I finished two fics yesterday. Well, one is certainly done, barring a thorough proofread. It's gen, so that's not nearly as hard to arrange as it might otherwise be. The other needs a second opinion if I can find someone willing given the moderately obscure fandom and the explicit and potentially squicky content. I've got a couple of people I can ask, but I was a little too fried last night to do it.

We went out for frozen lemonade at Sweetwaters last night. Sweetwaters gives coupons to the middle schools to hand out to every child who gets at least three A's on their final report card, and the school put the coupons in the envelopes with the report cards. Cordelia got hers and got a cinnamon roll. I got a frozen lemonade and a chocolate croissant. Scott got a ginger tea.

We finished that up a little after 8:00, and as we were just across the street from Plum Market, we went over there for the half price bakery goods.

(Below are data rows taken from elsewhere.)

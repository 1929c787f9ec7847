//! Recording test doubles for the platform and the 2.4G link layer

use heapless::Vec;

use crate::config::LinkConfig;
use crate::link::{BondRecord, Frame, LinkError, LinkService, MsgKind, Result};
use crate::platform::{Indicator, ResetReason, SystemReset, TransportControl, TransportError};
use crate::state::{HostOs, TransportKind};

/// A call made on [`MockLinkService`]
#[derive(Debug, Clone, Copy, PartialEq, Eq)]
pub enum ServiceCall {
    Init,
    Enable,
    Pair,
    Connect,
    Stop,
    ClearBond,
    SetFiniteRetrans(u8),
    Send(MsgKind),
}

/// Link layer double that records every call.
///
/// With `reject_requests` set, pair, connect and send requests are refused.
pub struct MockLinkService {
    pub calls: Vec<ServiceCall, 128>,
    pub sent: Vec<Frame, 16>,
    pub bond: BondRecord,
    pub fail_init: bool,
    pub reject_requests: bool,
}

impl MockLinkService {
    pub fn new() -> Self {
        Self {
            calls: Vec::new(),
            sent: Vec::new(),
            bond: BondRecord::default(),
            fail_init: false,
            reject_requests: false,
        }
    }

    /// Store a bond record as if a dongle had been paired earlier
    pub fn bond(&mut self, peer_addr: u32) {
        self.bond = BondRecord::new(peer_addr);
    }

    /// How many times `call` was made
    pub fn count(&self, call: ServiceCall) -> usize {
        self.calls.iter().filter(|c| **c == call).count()
    }

    fn record(&mut self, call: ServiceCall) {
        // Keep the oldest calls if a test overruns the log
        let _ = self.calls.push(call);
    }

    fn request(&mut self, call: ServiceCall) -> Result<()> {
        self.record(call);
        if self.reject_requests {
            Err(LinkError::Rejected)
        } else {
            Ok(())
        }
    }
}

impl Default for MockLinkService {
    fn default() -> Self {
        Self::new()
    }
}

impl LinkService for MockLinkService {
    fn init(&mut self, _config: &LinkConfig) -> Result<()> {
        self.record(ServiceCall::Init);
        if self.fail_init { Err(LinkError::Hardware) } else { Ok(()) }
    }

    fn enable(&mut self) -> Result<()> {
        self.record(ServiceCall::Enable);
        Ok(())
    }

    fn pair(&mut self) -> Result<()> {
        self.request(ServiceCall::Pair)
    }

    fn connect(&mut self, _bond: &BondRecord) -> Result<()> {
        self.request(ServiceCall::Connect)
    }

    fn stop(&mut self) {
        self.record(ServiceCall::Stop);
    }

    fn bond_record(&mut self) -> Result<BondRecord> {
        Ok(self.bond)
    }

    fn clear_bond_record(&mut self) -> Result<()> {
        self.record(ServiceCall::ClearBond);
        self.bond = BondRecord::default();
        Ok(())
    }

    fn set_finite_retrans(&mut self, count: u8) {
        self.record(ServiceCall::SetFiniteRetrans(count));
    }

    fn send(&mut self, kind: MsgKind, frame: &[u8]) -> Result<()> {
        self.request(ServiceCall::Send(kind))?;
        let frame = Frame::from_slice(frame).map_err(|_| LinkError::FrameTooLarge)?;
        self.sent.push(frame).map_err(|_| LinkError::Rejected)
    }
}

/// A call made on [`MockPlatform`]
#[derive(Debug, Clone, Copy, PartialEq, Eq)]
pub enum PlatformCall {
    InitWired,
    DeinitWired,
    InitShortRange,
    DeinitShortRange,
    Reset(ResetReason),
    TransportChanged(TransportKind, bool),
    HostOsChanged(HostOs),
}

/// Board double recording transport lifecycle calls, resets and indications
pub struct MockPlatform {
    pub calls: Vec<PlatformCall, 64>,
    pub fail_init: bool,
}

impl MockPlatform {
    pub fn new() -> Self {
        Self {
            calls: Vec::new(),
            fail_init: false,
        }
    }

    pub fn count(&self, call: PlatformCall) -> usize {
        self.calls.iter().filter(|c| **c == call).count()
    }

    /// Number of resets requested, whatever the reason
    pub fn resets(&self) -> usize {
        self.calls
            .iter()
            .filter(|c| matches!(c, PlatformCall::Reset(_)))
            .count()
    }

    fn record(&mut self, call: PlatformCall) {
        let _ = self.calls.push(call);
    }

    fn init(&mut self, call: PlatformCall) -> core::result::Result<(), TransportError> {
        self.record(call);
        if self.fail_init {
            Err(TransportError::InitFailed)
        } else {
            Ok(())
        }
    }
}

impl Default for MockPlatform {
    fn default() -> Self {
        Self::new()
    }
}

impl TransportControl for MockPlatform {
    fn init_wired(&mut self) -> core::result::Result<(), TransportError> {
        self.init(PlatformCall::InitWired)
    }

    fn deinit_wired(&mut self) -> core::result::Result<(), TransportError> {
        self.record(PlatformCall::DeinitWired);
        Ok(())
    }

    fn init_short_range(&mut self) -> core::result::Result<(), TransportError> {
        self.init(PlatformCall::InitShortRange)
    }

    fn deinit_short_range(&mut self) -> core::result::Result<(), TransportError> {
        self.record(PlatformCall::DeinitShortRange);
        Ok(())
    }
}

impl SystemReset for MockPlatform {
    fn system_reset(&mut self, reason: ResetReason) {
        self.record(PlatformCall::Reset(reason));
    }
}

impl Indicator for MockPlatform {
    fn transport_changed(&mut self, kind: TransportKind, active: bool) {
        self.record(PlatformCall::TransportChanged(kind, active));
    }

    fn host_os_changed(&mut self, os: HostOs) {
        self.record(PlatformCall::HostOsChanged(os));
    }
}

It's been very cool, in the low 70s, so Scott opened a lot of our windows early yesterday afternoon. They stayed open all night and are still open. I don't think this relates to my sneezing because that didn't start until the windows had been open for about twenty hours.

Cordelia has been doing movie marathons. She's currently got about a dozen DVDs from the library. Of course, mostly what she's been doing is listening to her Hamilton CDs over and over (those were a gift from Scott's brother and his family). We listened to a little of that in the car last night, on the way to and from Sweetwaters. I still can't say that it does anything for me, but I'm glad Cordelia has something she's really passionate about.

Both of our Time Capsule storage drives are insisting that they're too full to allow backups. The program is supposed to delete old backups as needed in order to keep making current backups, and we have backups going back at least two years. At this point, anything from 2015 can absolutely go. One of the drives has a terabyte of storage, and the other has three. We have no idea what's going on to make them say they only have a few megabytes of space left. Scott thinks that wiping them is probably going to be necessary. We'll start with just one in case we need the backups on the other before we have clean backups on the first. Scott keeps saying that he needs a lot of time to do this and then getting cranky with me when I mention that it needs to be done (and later today he will be more cranky because I didn't make him do it while he had time).

Maybe he can figure out how to get Cordelia's laptop to backup via Time Machine, too. We've never managed that, and at this point, she's actually got stuff she'd be devastated to lose. It wasn't so important when she was seven.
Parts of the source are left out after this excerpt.